Collected data:

Segment Open

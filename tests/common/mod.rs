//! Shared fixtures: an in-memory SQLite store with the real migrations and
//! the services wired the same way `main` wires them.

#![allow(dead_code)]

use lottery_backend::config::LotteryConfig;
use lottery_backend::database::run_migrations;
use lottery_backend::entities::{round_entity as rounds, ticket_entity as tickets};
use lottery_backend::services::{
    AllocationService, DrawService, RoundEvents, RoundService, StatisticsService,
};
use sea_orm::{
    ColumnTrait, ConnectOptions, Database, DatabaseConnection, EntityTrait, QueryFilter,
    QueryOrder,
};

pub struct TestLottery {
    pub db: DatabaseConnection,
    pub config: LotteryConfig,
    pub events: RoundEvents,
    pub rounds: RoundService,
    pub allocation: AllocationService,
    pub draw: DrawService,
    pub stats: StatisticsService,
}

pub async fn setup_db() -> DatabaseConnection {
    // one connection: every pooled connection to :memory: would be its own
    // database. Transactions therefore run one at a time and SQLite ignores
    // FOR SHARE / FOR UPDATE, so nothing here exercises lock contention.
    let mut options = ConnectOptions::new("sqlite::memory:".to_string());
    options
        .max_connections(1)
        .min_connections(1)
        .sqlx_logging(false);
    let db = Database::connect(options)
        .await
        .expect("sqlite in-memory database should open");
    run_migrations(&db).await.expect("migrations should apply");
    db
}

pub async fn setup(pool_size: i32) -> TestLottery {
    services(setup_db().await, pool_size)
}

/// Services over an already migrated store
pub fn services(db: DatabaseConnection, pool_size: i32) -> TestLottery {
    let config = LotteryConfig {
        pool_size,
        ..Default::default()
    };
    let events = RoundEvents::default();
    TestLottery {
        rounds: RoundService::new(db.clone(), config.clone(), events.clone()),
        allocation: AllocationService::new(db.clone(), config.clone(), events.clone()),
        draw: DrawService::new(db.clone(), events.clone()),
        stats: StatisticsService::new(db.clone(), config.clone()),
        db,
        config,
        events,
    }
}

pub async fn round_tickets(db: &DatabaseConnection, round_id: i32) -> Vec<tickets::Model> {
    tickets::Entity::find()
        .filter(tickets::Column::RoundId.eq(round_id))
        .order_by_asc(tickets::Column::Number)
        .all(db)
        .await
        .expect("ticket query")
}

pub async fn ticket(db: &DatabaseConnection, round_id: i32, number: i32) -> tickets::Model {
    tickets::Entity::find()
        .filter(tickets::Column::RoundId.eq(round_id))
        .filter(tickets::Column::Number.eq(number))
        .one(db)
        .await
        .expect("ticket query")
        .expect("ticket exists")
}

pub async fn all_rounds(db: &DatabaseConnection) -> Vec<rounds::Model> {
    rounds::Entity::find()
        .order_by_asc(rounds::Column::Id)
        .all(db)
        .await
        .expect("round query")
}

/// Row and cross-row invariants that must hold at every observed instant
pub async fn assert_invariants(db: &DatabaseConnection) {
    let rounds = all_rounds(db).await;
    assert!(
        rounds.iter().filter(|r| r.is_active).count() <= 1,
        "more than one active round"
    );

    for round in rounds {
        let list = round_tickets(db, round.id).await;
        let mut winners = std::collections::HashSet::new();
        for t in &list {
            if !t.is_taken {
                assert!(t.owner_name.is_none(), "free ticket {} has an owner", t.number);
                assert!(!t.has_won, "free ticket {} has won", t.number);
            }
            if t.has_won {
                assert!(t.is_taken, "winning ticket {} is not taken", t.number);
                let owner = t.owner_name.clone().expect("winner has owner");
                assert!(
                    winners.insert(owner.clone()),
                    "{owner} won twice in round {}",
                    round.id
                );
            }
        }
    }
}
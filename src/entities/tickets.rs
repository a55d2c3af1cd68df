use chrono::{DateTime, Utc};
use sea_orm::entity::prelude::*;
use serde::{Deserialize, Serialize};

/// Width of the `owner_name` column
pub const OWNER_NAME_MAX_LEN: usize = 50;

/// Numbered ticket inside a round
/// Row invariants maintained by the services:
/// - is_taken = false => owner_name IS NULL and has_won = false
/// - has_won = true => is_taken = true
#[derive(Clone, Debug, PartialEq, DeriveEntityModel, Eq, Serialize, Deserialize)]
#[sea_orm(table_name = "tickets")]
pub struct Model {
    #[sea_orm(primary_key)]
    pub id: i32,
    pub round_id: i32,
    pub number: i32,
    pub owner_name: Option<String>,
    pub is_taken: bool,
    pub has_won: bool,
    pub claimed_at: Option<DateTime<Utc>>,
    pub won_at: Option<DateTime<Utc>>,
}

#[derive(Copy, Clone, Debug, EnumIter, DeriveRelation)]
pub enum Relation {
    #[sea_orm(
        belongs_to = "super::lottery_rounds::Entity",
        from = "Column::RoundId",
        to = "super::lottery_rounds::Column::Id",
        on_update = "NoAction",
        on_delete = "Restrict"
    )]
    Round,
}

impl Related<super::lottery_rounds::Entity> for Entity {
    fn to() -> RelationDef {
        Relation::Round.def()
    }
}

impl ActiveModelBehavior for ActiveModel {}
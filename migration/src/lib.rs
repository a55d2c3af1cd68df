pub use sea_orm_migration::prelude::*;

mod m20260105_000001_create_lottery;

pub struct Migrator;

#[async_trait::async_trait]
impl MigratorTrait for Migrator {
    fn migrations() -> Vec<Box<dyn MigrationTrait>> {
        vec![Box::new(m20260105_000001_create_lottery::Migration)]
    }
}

Segment Closed

## ACTIVITY
From the first record to the last, print each one exactly.

## RESULT OF THIS EXERCISE
filename tests/common/mod.rs
//! Shared fixtures: an in-memory SQLite store with the real migrations and
//! the services wired the same way `main` wires them.

#![allow(dead_code)]

use lottery_backend::config::LotteryConfig;
use lottery_backend::database::run_migrations;
use lottery_backend::entities::{round_entity as rounds, ticket_entity as tickets};
use lottery_backend::services::{
    AllocationService, DrawService, RoundEvents, RoundService, StatisticsService,
};
use sea_orm::{
    ColumnTrait, ConnectOptions, Database, DatabaseConnection, EntityTrait, QueryFilter,
    QueryOrder,
};

pub struct TestLottery {
    pub db: DatabaseConnection,
    pub config: LotteryConfig,
    pub events: RoundEvents,
    pub rounds: RoundService,
    pub allocation: AllocationService,
    pub draw: DrawService,
    pub stats: StatisticsService,
}

pub async fn setup_db() -> DatabaseConnection {
    // one connection: every pooled connection to :memory: would be its own
    // database. Transactions therefore run one at a time and SQLite ignores
    // FOR SHARE / FOR UPDATE, so nothing here exercises lock contention.
    let mut options = ConnectOptions::new("sqlite::memory:".to_string());
    options
        .max_connections(1)
        .min_connections(1)
        .sqlx_logging(false);
    let db = Database::connect(options)
        .await
        .expect("sqlite in-memory database should open");
    run_migrations(&db).await.expect("migrations should apply");
    db
}

pub async fn setup(pool_size: i32) -> TestLottery {
    services(setup_db().await, pool_size)
}

/// Services over an already migrated store
pub fn services(db: DatabaseConnection, pool_size: i32) -> TestLottery {
    let config = LotteryConfig {
        pool_size,
        ..Default::default()
    };
    let events = RoundEvents::default();
    TestLottery {
        rounds: RoundService::new(db.clone(), config.clone(), events.clone()),
        allocation: AllocationService::new(db.clone(), config.clone(), events.clone()),
        draw: DrawService::new(db.clone(), events.clone()),
        stats: StatisticsService::new(db.clone(), config.clone()),
        db,
        config,
        events,
    }
}

pub async fn round_tickets(db: &DatabaseConnection, round_id: i32) -> Vec<tickets::Model> {
    tickets::Entity::find()
        .filter(tickets::Column::RoundId.eq(round_id))
        .order_by_asc(tickets::Column::Number)
        .all(db)
        .await
        .expect("ticket query")
}

pub async fn ticket(db: &DatabaseConnection, round_id: i32, number: i32) -> tickets::Model {
    tickets::Entity::find()
        .filter(tickets::Column::RoundId.eq(round_id))
        .filter(tickets::Column::Number.eq(number))
        .one(db)
        .await
        .expect("ticket query")
        .expect("ticket exists")
}

pub async fn all_rounds(db: &DatabaseConnection) -> Vec<rounds::Model> {
    rounds::Entity::find()
        .order_by_asc(rounds::Column::Id)
        .all(db)
        .await
        .expect("round query")
}

/// Row and cross-row invariants that must hold at every observed instant
pub async fn assert_invariants(db: &DatabaseConnection) {
    let rounds = all_rounds(db).await;
    assert!(
        rounds.iter().filter(|r| r.is_active).count() <= 1,
        "more than one active round"
    );

    for round in rounds {
        let list = round_tickets(db, round.id).await;
        let mut winners = std::collections::HashSet::new();
        for t in &list {
            if !t.is_taken {
                assert!(t.owner_name.is_none(), "free ticket {} has an owner", t.number);
                assert!(!t.has_won, "free ticket {} has won", t.number);
            }
            if t.has_won {
                assert!(t.is_taken, "winning ticket {} is not taken", t.number);
                let owner = t.owner_name.clone().expect("winner has owner");
                assert!(
                    winners.insert(owner.clone()),
                    "{owner} won twice in round {}",
                    round.id
                );
            }
        }
    }
}
filename src/entities/tickets.rs
repository a55d2c3af1cd68df
use chrono::{DateTime, Utc};
use sea_orm::entity::prelude::*;
use serde::{Deserialize, Serialize};

/// Width of the `owner_name` column
pub const OWNER_NAME_MAX_LEN: usize = 50;

/// Numbered ticket inside a round
/// Row invariants maintained by the services:
/// - is_taken = false => owner_name IS NULL and has_won = false
/// - has_won = true => is_taken = true
#[derive(Clone, Debug, PartialEq, DeriveEntityModel, Eq, Serialize, Deserialize)]
#[sea_orm(table_name = "tickets")]
pub struct Model {
    #[sea_orm(primary_key)]
    pub id: i32,
    pub round_id: i32,
    pub number: i32,
    pub owner_name: Option<String>,
    pub is_taken: bool,
    pub has_won: bool,
    pub claimed_at: Option<DateTime<Utc>>,
    pub won_at: Option<DateTime<Utc>>,
}

#[derive(Copy, Clone, Debug, EnumIter, DeriveRelation)]
pub enum Relation {
    #[sea_orm(
        belongs_to = "super::lottery_rounds::Entity",
        from = "Column::RoundId",
        to = "super::lottery_rounds::Column::Id",
        on_update = "NoAction",
        on_delete = "Restrict"
    )]
    Round,
}

impl Related<super::lottery_rounds::Entity> for Entity {
    fn to() -> RelationDef {
        Relation::Round.def()
    }
}

impl ActiveModelBehavior for ActiveModel {}
filename migration/src/lib.rs
repository a55d2c3af1cd68df
pub use sea_orm_migration::prelude::*;

mod m20260105_000001_create_lottery;

pub struct Migrator;

#[async_trait::async_trait]
impl MigratorTrait for Migrator {
    fn migrations() -> Vec<Box<dyn MigrationTrait>> {
        vec![Box::new(m20260105_000001_create_lottery::Migration)]
    }
}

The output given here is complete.